Viral Video, Propagation & The Role Of Agile Marketing


I wrote a post a in 2007 that has been getting more and more traffic in the past six months. Agile Marketing. Basic Premise - the speed of change and networked ecosystem has demanded that we change the way we market.

And you know, it's really bugging me because social media type people keep using the ecosystem word, but sometimes I wonder if they really get what that means.

We aren't just sitting here creating stuff in a box.

It's interactions (not conversations).
It's a system we are part of (not one we create or control).
It can't be predicted (the only means of prediction is simulation).

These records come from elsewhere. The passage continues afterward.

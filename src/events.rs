//! Internal publish/subscribe bus for runtime events.
//!
//! Sources, outputs, the ducking engine and the stream server publish
//! here; the push hub and tests subscribe. Dispatch is synchronous in the
//! publishing task but never blocks it: each subscriber gets a bounded
//! channel and slow subscribers lose events rather than back-pressuring
//! the publisher (the mixer is upstream of some publishers).

use std::sync::atomic::{AtomicU64, AtomicUsize, Ordering};

use crossbeam_channel::{Receiver, Sender, bounded};
use parking_lot::RwLock;

use crate::mixer::ducking::DuckingState;
use crate::outputs::OutputState;
use crate::source::SourceState;
use crate::source::queue::QueueChange;

/// Events carried by the bus.
#[derive(Debug, Clone)]
pub enum EngineEvent {
    /// A source moved between states
    StateChanged {
        source_id: String,
        previous: SourceState,
        new: SourceState,
        error: Option<String>,
    },
    /// A source's queue was mutated
    QueueChanged {
        source_id: String,
        change: QueueChange,
    },
    /// A source's metadata map changed (track change, identification overlay)
    MetadataChanged { source_id: String },
    /// Radio tuner state changed (frequency, band, scan, signal)
    RadioStateChanged { source_id: String },
    /// Duck level or active-event count changed
    DuckingChanged(DuckingState),
    /// An output moved between states
    OutputStateChanged {
        output_id: String,
        previous: OutputState,
        new: OutputState,
    },
    /// An HTTP stream client connected
    StreamClientConnected {
        client_id: String,
        remote: String,
    },
    /// An HTTP stream client disconnected
    StreamClientDisconnected { client_id: String },
}

/// Bounded per-subscriber capacity. Events beyond this are dropped for
/// that subscriber and counted.
const SUBSCRIBER_CAPACITY: usize = 256;

struct Subscriber {
    tx: Sender<EngineEvent>,
    dead: std::sync::atomic::AtomicBool,
}

/// The process-wide event bus.
#[derive(Default)]
pub struct EventBus {
    subscribers: RwLock<Vec<Subscriber>>,
    published: AtomicU64,
    dropped: AtomicU64,
    /// Connected push-hub clients, exposed as a gauge
    push_clients: AtomicUsize,
    /// Connected HTTP stream clients, exposed as a gauge
    stream_clients: AtomicUsize,
}

impl EventBus {
    pub fn new() -> Self {
        Self::default()
    }

    /// Register a subscriber and return its receiving end.
    ///
    /// Disconnected receivers are pruned lazily on the next publish.
    pub fn subscribe(&self) -> Receiver<EngineEvent> {
        let (tx, rx) = bounded(SUBSCRIBER_CAPACITY);
        self.subscribers.write().push(Subscriber {
            tx,
            dead: std::sync::atomic::AtomicBool::new(false),
        });
        rx
    }

    /// Publish an event to every live subscriber.
    pub fn publish(&self, event: EngineEvent) {
        self.published.fetch_add(1, Ordering::Relaxed);

        let mut any_dead = false;
        {
            let subs = self.subscribers.read();
            for sub in subs.iter() {
                match sub.tx.try_send(event.clone()) {
                    Ok(()) => {}
                    Err(crossbeam_channel::TrySendError::Full(_)) => {
                        self.dropped.fetch_add(1, Ordering::Relaxed);
                    }
                    Err(crossbeam_channel::TrySendError::Disconnected(_)) => {
                        sub.dead.store(true, Ordering::Relaxed);
                        any_dead = true;
                    }
                }
            }
        }

        if any_dead {
            self.subscribers
                .write()
                .retain(|s| !s.dead.load(Ordering::Relaxed));
        }
    }

    /// Total events published.
    pub fn published(&self) -> u64 {
        self.published.load(Ordering::Relaxed)
    }

    /// Events dropped because a subscriber was full.
    pub fn dropped(&self) -> u64 {
        self.dropped.load(Ordering::Relaxed)
    }

    /// Gauge: connected push-hub clients.
    pub fn set_push_clients(&self, n: usize) {
        self.push_clients.store(n, Ordering::Relaxed);
    }

    pub fn push_clients(&self) -> usize {
        self.push_clients.load(Ordering::Relaxed)
    }

    /// Gauge: connected HTTP stream clients.
    pub fn set_stream_clients(&self, n: usize) {
        self.stream_clients.store(n, Ordering::Relaxed);
    }

    pub fn stream_clients(&self) -> usize {
        self.stream_clients.load(Ordering::Relaxed)
    }
}

#[cfg(test)]
mod tests {
    use super::*;

    fn state_event(id: &str) -> EngineEvent {
        EngineEvent::StateChanged {
            source_id: id.to_string(),
            previous: SourceState::Ready,
            new: SourceState::Playing,
            error: None,
        }
    }

    #[test]
    fn test_publish_reaches_subscriber() {
        let bus = EventBus::new();
        let rx = bus.subscribe();
        bus.publish(state_event("file"));
        let event = rx.try_recv().unwrap();
        assert!(matches!(event, EngineEvent::StateChanged { new: SourceState::Playing, .. }));
    }

    #[test]
    fn test_full_subscriber_drops_not_blocks() {
        let bus = EventBus::new();
        let _rx = bus.subscribe();
        for _ in 0..(SUBSCRIBER_CAPACITY + 10) {
            bus.publish(state_event("file"));
        }
        assert_eq!(bus.dropped(), 10);
    }

    #[test]
    fn test_gauges() {
        let bus = EventBus::new();
        bus.set_push_clients(3);
        bus.set_stream_clients(1);
        assert_eq!(bus.push_clients(), 3);
        assert_eq!(bus.stream_clients(), 1);
    }
}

Gareth Kay has a most awesome post (that everyone should read right now) on a new study by Millward Brown on how less than 15% of TD ads are 'viral hits'. Gareth takes issue with the entire premise behind the study and how they have even defined viral (for the best bits make sure you read the comments where Millward responds and then so too does Gareth).

But it's not really their fault. All that they've really done is taken how traditional agencies and companies have defined viral. And should we be surprised? Most of them have used traditional media measurement models and applied them to online video.

How many people have seen my video (aka TV commercial that I put online)?
How many people have shared my video (aka turned it into free media)?

Humph. So much for the medium is the message. So much for who we are reaching vs. how many.

The truth is that if we continue to apply traditional advertising models onto mediums that have completely different dynamics we will continue to be disappointed with the results.

It means Agencies have to change but it means clients have to as well.

In the comments Gareth talks about some emerging research by Mark Earls and frankly an entire school of thought that is looking to changing behviour through action (and active media) vs. persuasion via watching (passive media).

Because if it is "less what we do and more about what people do to what we do" - shouldn't we be putting our Agile marketing beliefs to the test?

Peter had a great quote that he first used in a Tao of Internet marketing presentation in 1998 for magazines Canada (too bad we didn't have slideshare back then):

Emergent systems are those in which perfect knowledge and understanding may give us no predictive information.... the optimal means of prediction is simulation.

A big fancy way to say:

We cannot create viral videos.

We cannot predict what will propagate (why or even how).

We cannot create community.

We cannot apply mass marketing thinking and models to a networked medium.


What we can do is discover a pattern, observe the underlying dynamics, create something (a utility, a story) and put it out there - see what happens and repeat.

And until we do that, the only thing we will continue to repeat is our own mistakes.